Distribution has always brought greater time than possession, but the sharp disconnect in the treatment of the judge as opposed to the dealer raises obvious concerns. Judge Joe Billy McDade will have to finalize the sentences and has asked for the U.S. Probation Office to prepare a supplemental presentence investigation report on former St. Clair County Circuit Judge Michael Cook. That might allow for an upward departure for the former jurist. After all, Cook was a judge who handled the cases of other citizens while he engaged in the same criminal conduct.
McGilvery, who could get from 10 years to as much as life in prison after pleading guilty to conspiracy to distribute heroin, is scheduled to be sentenced Thursday.
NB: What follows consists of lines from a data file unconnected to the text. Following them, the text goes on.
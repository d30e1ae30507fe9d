use std::collections::HashSet;
use std::sync::Arc;

use log::debug;
use sysinfo::System;
use tokio::task;

/// Lowercased names of the processes running at capture time, without `.exe`.
#[derive(Debug, Clone, Default)]
pub struct ProcessSnapshot {
    process_names: Arc<HashSet<String>>,
}

impl ProcessSnapshot {
    pub fn empty() -> Self {
        Self::default()
    }

    pub fn from_names<I, S>(names: I) -> Self
    where
        I: IntoIterator<Item = S>,
        S: AsRef<str>,
    {
        Self {
            process_names: Arc::new(names.into_iter().map(|n| canonical_name(n.as_ref())).collect()),
        }
    }

    pub fn is_empty(&self) -> bool {
        self.process_names.is_empty()
    }

    pub fn has_process_named(&self, name: &str) -> bool {
        self.process_names.contains(&canonical_name(name))
    }

    /// Share of `expected` that is currently running, in `0.0..=1.0`.
    pub fn running_ratio(&self, expected: &[&str]) -> f64 {
        if expected.is_empty() {
            return 1.0;
        }
        let running = expected.iter().filter(|name| self.has_process_named(name)).count();
        running as f64 / expected.len() as f64
    }

    pub async fn capture() -> Self {
        match task::spawn_blocking(capture_snapshot).await {
            Ok(snapshot) => snapshot,
            Err(join_err) => {
                debug!("Failed to capture process snapshot: {}", join_err);
                Self::empty()
            }
        }
    }
}

fn canonical_name(name: &str) -> String {
    let lower = name.to_lowercase();
    lower.strip_suffix(".exe").map(str::to_string).unwrap_or(lower)
}

fn capture_snapshot() -> ProcessSnapshot {
    let mut system = System::new();
    system.refresh_processes();
    ProcessSnapshot::from_names(system.processes().values().map(|process| process.name()))
}
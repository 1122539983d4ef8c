// Copyright (c) 2026 100monkeys.ai
// SPDX-License-Identifier: AGPL-3.0

//! Propagated version records.
//!
//! A propagated version is the durable evidence of what template/override
//! content was last pushed to which member clusters. The cluster-version
//! list is only meaningful while both content fingerprints still match the
//! federated resource, which is what lets the sync engine distinguish
//! convergence from staleness without a consistency protocol.

use crate::domain::object::{
    ApiResource, GroupVersionKind, OwnerReference, ResourceMeta, ResourceObject,
};
use crate::domain::resource::{QualifiedName, FEDERATION_GROUP};
use serde::{Deserialize, Serialize};
use std::collections::HashMap;
use thiserror::Error;

pub const PROPAGATED_VERSION_KIND: &str = "PropagatedVersion";
pub const CLUSTER_PROPAGATED_VERSION_KIND: &str = "ClusterPropagatedVersion";

/// Version observed for the resource in one member cluster.
#[derive(Debug, Clone, PartialEq, Eq, Serialize, Deserialize)]
#[serde(rename_all = "camelCase")]
pub struct ClusterObjectVersion {
    pub cluster_name: String,
    pub version: String,
}

/// Status payload of a propagated version record.
#[derive(Debug, Clone, Default, PartialEq, Eq, Serialize, Deserialize)]
#[serde(rename_all = "camelCase")]
pub struct PropagatedVersionStatus {
    #[serde(default)]
    pub template_version: String,
    #[serde(default)]
    pub override_version: String,
    /// Ordered by cluster name.
    #[serde(default)]
    pub cluster_versions: Vec<ClusterObjectVersion>,
}

/// A propagated version record, namespaced or cluster-scoped depending on
/// the federated type it tracks.
#[derive(Debug, Clone, PartialEq)]
pub struct PropagatedVersion {
    pub meta: ResourceMeta,
    pub status: PropagatedVersionStatus,
    pub namespaced: bool,
}

#[derive(Debug, Error)]
pub enum VersionDecodeError {
    #[error("unexpected kind {0:?} for a propagated version")]
    UnexpectedKind(String),
    #[error("malformed status payload: {0}")]
    MalformedStatus(#[from] serde_json::Error),
}

impl PropagatedVersion {
    pub fn new(
        qualified_name: QualifiedName,
        owner: OwnerReference,
        status: PropagatedVersionStatus,
        namespaced: bool,
    ) -> Self {
        Self {
            meta: ResourceMeta {
                name: qualified_name.name,
                namespace: qualified_name.namespace,
                owner_references: vec![owner],
                ..Default::default()
            },
            status,
            namespaced,
        }
    }

    pub fn kind(namespaced: bool) -> &'static str {
        if namespaced {
            PROPAGATED_VERSION_KIND
        } else {
            CLUSTER_PROPAGATED_VERSION_KIND
        }
    }

    pub fn qualified_name(&self) -> QualifiedName {
        QualifiedName::new(self.meta.namespace.clone(), self.meta.name.clone())
    }

    pub fn to_object(&self) -> ResourceObject {
        let mut obj = ResourceObject::new(version_gvk(self.namespaced), self.meta.clone());
        obj.content = serde_json::json!({
            "status": self.status,
        });
        obj
    }

    pub fn from_object(obj: &ResourceObject) -> Result<Self, VersionDecodeError> {
        let namespaced = match obj.gvk.kind.as_str() {
            PROPAGATED_VERSION_KIND => true,
            CLUSTER_PROPAGATED_VERSION_KIND => false,
            other => return Err(VersionDecodeError::UnexpectedKind(other.to_string())),
        };
        let status = match obj.content_at("/status") {
            Some(raw) => serde_json::from_value(raw.clone())?,
            None => PropagatedVersionStatus::default(),
        };
        Ok(Self {
            meta: obj.meta.clone(),
            status,
            namespaced,
        })
    }
}

pub fn version_gvk(namespaced: bool) -> GroupVersionKind {
    GroupVersionKind::new(FEDERATION_GROUP, "v1alpha1", PropagatedVersion::kind(namespaced))
}

pub fn version_api_resource(namespaced: bool) -> ApiResource {
    ApiResource {
        name: crate::domain::object::plural_name(PropagatedVersion::kind(namespaced)),
        group: FEDERATION_GROUP.to_string(),
        version: "v1alpha1".to_string(),
        kind: PropagatedVersion::kind(namespaced).to_string(),
        namespaced,
    }
}

/// Name of the version record tracking `resource_name` for `target_kind`,
/// e.g. `deployment-web`.
pub fn propagated_version_name(target_kind: &str, resource_name: &str) -> String {
    format!("{}-{}", target_kind.to_lowercase(), resource_name)
}

/// Name prefix shared by all version records for a target kind.
pub fn propagated_version_prefix(target_kind: &str) -> String {
    format!("{}-", target_kind.to_lowercase())
}

pub fn sort_cluster_versions(versions: &mut [ClusterObjectVersion]) {
    versions.sort_by(|a, b| a.cluster_name.cmp(&b.cluster_name));
}

/// Converts a cluster -> version map into a sorted list. An empty version
/// indicates deletion and is dropped.
pub fn map_to_cluster_versions(version_map: &HashMap<String, String>) -> Vec<ClusterObjectVersion> {
    let mut cluster_versions: Vec<ClusterObjectVersion> = version_map
        .iter()
        .filter(|(_, version)| !version.is_empty())
        .map(|(cluster_name, version)| ClusterObjectVersion {
            cluster_name: cluster_name.clone(),
            version: version.clone(),
        })
        .collect();
    sort_cluster_versions(&mut cluster_versions);
    cluster_versions
}

/// A resource whose propagation state can be tracked by the version
/// manager.
pub trait VersionedResource: Send + Sync {
    fn federated_name(&self) -> QualifiedName;
    fn object(&self) -> &ResourceObject;
    fn template_version(&self) -> anyhow::Result<String>;
    fn override_version(&self) -> anyhow::Result<String>;
}
// Copyright (c) 2026 100monkeys.ai
// SPDX-License-Identifier: AGPL-3.0

//! Federation type configuration.
//!
//! A `FederatedTypeConfig` describes, per federated kind, which target type
//! is realized in member clusters and whether propagation is currently
//! enabled. The objects are managed externally (CRD registration is out of
//! scope) and consumed here from informer caches.

use crate::domain::object::{plural_name, ApiResource, ResourceMeta, ResourceObject};
use crate::domain::resource::QualifiedName;
use serde::{Deserialize, Serialize};
use thiserror::Error;

/// API group under which federated wrapper types are registered.
pub const FEDERATED_TYPES_GROUP: &str = "types.federation.aegis.dev";

#[derive(Debug, Clone, Copy, Default, PartialEq, Eq, Serialize, Deserialize)]
pub enum PropagationMode {
    #[default]
    Enabled,
    Disabled,
}

#[derive(Debug, Clone, PartialEq, Serialize, Deserialize)]
#[serde(rename_all = "camelCase")]
pub struct TypeConfigSpec {
    pub target_type: ApiResource,
    pub federated_type: ApiResource,
    #[serde(default)]
    pub propagation: PropagationMode,
}

/// Typed view of a stored FederatedTypeConfig object.
#[derive(Debug, Clone, PartialEq, Serialize, Deserialize)]
pub struct FederatedTypeConfig {
    pub meta: ResourceMeta,
    pub spec: TypeConfigSpec,
}

#[derive(Debug, Error)]
#[error("malformed FederatedTypeConfig {name:?}: {source}")]
pub struct TypeConfigDecodeError {
    pub name: String,
    #[source]
    pub source: serde_json::Error,
}

impl FederatedTypeConfig {
    pub fn name(&self) -> &str {
        &self.meta.name
    }

    pub fn qualified_name(&self) -> QualifiedName {
        QualifiedName::new(self.meta.namespace.clone(), self.meta.name.clone())
    }

    pub fn target_type(&self) -> &ApiResource {
        &self.spec.target_type
    }

    pub fn federated_type(&self) -> &ApiResource {
        &self.spec.federated_type
    }

    /// Whether the target type is namespaced.
    pub fn namespaced(&self) -> bool {
        self.spec.target_type.namespaced
    }

    pub fn federated_namespaced(&self) -> bool {
        self.spec.federated_type.namespaced
    }

    pub fn propagation_enabled(&self) -> bool {
        self.spec.propagation == PropagationMode::Enabled
    }

    pub fn pending_deletion(&self) -> bool {
        self.meta.deletion_timestamp.is_some()
    }

    /// Fills in the federated type's plural name and group when the stored
    /// object omits them.
    pub fn set_defaults(&mut self) {
        let federated = &mut self.spec.federated_type;
        if federated.name.is_empty() {
            federated.name = plural_name(&federated.kind);
        }
        if federated.group.is_empty() {
            federated.group = FEDERATED_TYPES_GROUP.to_string();
        }
    }

    /// Decodes the typed view from an unstructured informer-cache object.
    pub fn from_object(obj: &ResourceObject) -> Result<Self, TypeConfigDecodeError> {
        let spec_value = obj.content_at("/spec").cloned().unwrap_or(serde_json::Value::Null);
        let spec = serde_json::from_value(spec_value).map_err(|source| TypeConfigDecodeError {
            name: obj.meta.name.clone(),
            source,
        })?;
        Ok(Self {
            meta: obj.meta.clone(),
            spec,
        })
    }

    /// The API resource describing FederatedTypeConfig objects themselves.
    pub fn api_resource() -> ApiResource {
        ApiResource {
            name: "federatedtypeconfigs".to_string(),
            group: crate::domain::resource::FEDERATION_GROUP.to_string(),
            version: "v1beta1".to_string(),
            kind: "FederatedTypeConfig".to_string(),
            namespaced: true,
        }
    }
}
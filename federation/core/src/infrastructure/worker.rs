// Copyright (c) 2026 100monkeys.ai
// SPDX-License-Identifier: AGPL-3.0

//! Reconcile worker.
//!
//! A single consumer drains a queue of qualified names, so reconciles for
//! a component are serialized: at most one in flight at a time. Error
//! statuses are re-queued after a delay instead of retried in place.

use crate::domain::resource::{QualifiedName, ReconciliationStatus};
use crate::infrastructure::informer::EnqueueHandler;
use futures::future::BoxFuture;
use std::sync::Arc;
use std::sync::Mutex;
use std::time::{Duration, Instant};
use tokio::sync::mpsc;
use tokio::task::JoinHandle;
use tokio_util::sync::CancellationToken;
use tracing::{debug, info, warn};

const REQUEUE_DELAY: Duration = Duration::from_secs(1);

pub type ReconcileHandler =
    Arc<dyn Fn(QualifiedName) -> BoxFuture<'static, ReconciliationStatus> + Send + Sync>;

pub struct ReconcileWorker {
    name: String,
    tx: mpsc::UnboundedSender<QualifiedName>,
    rx: Mutex<Option<mpsc::UnboundedReceiver<QualifiedName>>>,
}

impl ReconcileWorker {
    pub fn new(name: impl Into<String>) -> Self {
        let (tx, rx) = mpsc::unbounded_channel();
        Self {
            name: name.into(),
            tx,
            rx: Mutex::new(Some(rx)),
        }
    }

    pub fn enqueue(&self, qualified_name: QualifiedName) {
        let _ = self.tx.send(qualified_name);
    }

    /// Adapter for informer wiring: enqueues the notification's object.
    pub fn enqueue_handler(&self) -> EnqueueHandler {
        let tx = self.tx.clone();
        Arc::new(move |obj| {
            let _ = tx.send(obj.qualified_name());
        })
    }

    /// Starts the consumer loop; non-blocking. Panics if called twice.
    pub fn run(&self, shutdown: CancellationToken, handler: ReconcileHandler) -> JoinHandle<()> {
        let mut rx = self
            .rx
            .lock()
            .expect("reconcile worker lock")
            .take()
            .expect("reconcile worker already running");
        let name = self.name.clone();
        let tx = self.tx.clone();

        tokio::spawn(async move {
            info!(worker = %name, "Starting reconcile worker");
            loop {
                let qualified_name = tokio::select! {
                    maybe = rx.recv() => match maybe {
                        Some(qualified_name) => qualified_name,
                        None => break,
                    },
                    _ = shutdown.cancelled() => break,
                };

                let start = Instant::now();
                let status = handler(qualified_name.clone()).await;
                metrics::histogram!("federation_reconcile_duration_seconds", "worker" => name.clone())
                    .record(start.elapsed().as_secs_f64());

                if status == ReconciliationStatus::Error {
                    warn!(worker = %name, key = %qualified_name, "Reconcile failed, re-queueing");
                    let tx = tx.clone();
                    let shutdown = shutdown.clone();
                    tokio::spawn(async move {
                        tokio::select! {
                            _ = tokio::time::sleep(REQUEUE_DELAY) => {
                                let _ = tx.send(qualified_name);
                            }
                            _ = shutdown.cancelled() => {}
                        }
                    });
                } else {
                    debug!(worker = %name, key = %qualified_name, "Reconcile complete");
                }
            }
            info!(worker = %name, "Reconcile worker stopped");
        })
    }
}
Cook faces sentencing in February.
McGilvery is a former legal client of Cook’s and admitted to selling the judge heroin on a daily basis. Worse yet, Cook routinely presided over drug cases. The conflict was obvious to others. Defendant Justin D. Cahill, told the investigators that he was happy to supply OxyContin pills to Cook, because he assumed Cook would give him a lighter sentence. Cook later sentenced his own dealer to three months in jail and probation.
To make matters even weirder, another downstate Illinois judge, Joe Christ, died of cocaine toxicity last year at a hunting cabin owned by Cook’s parents.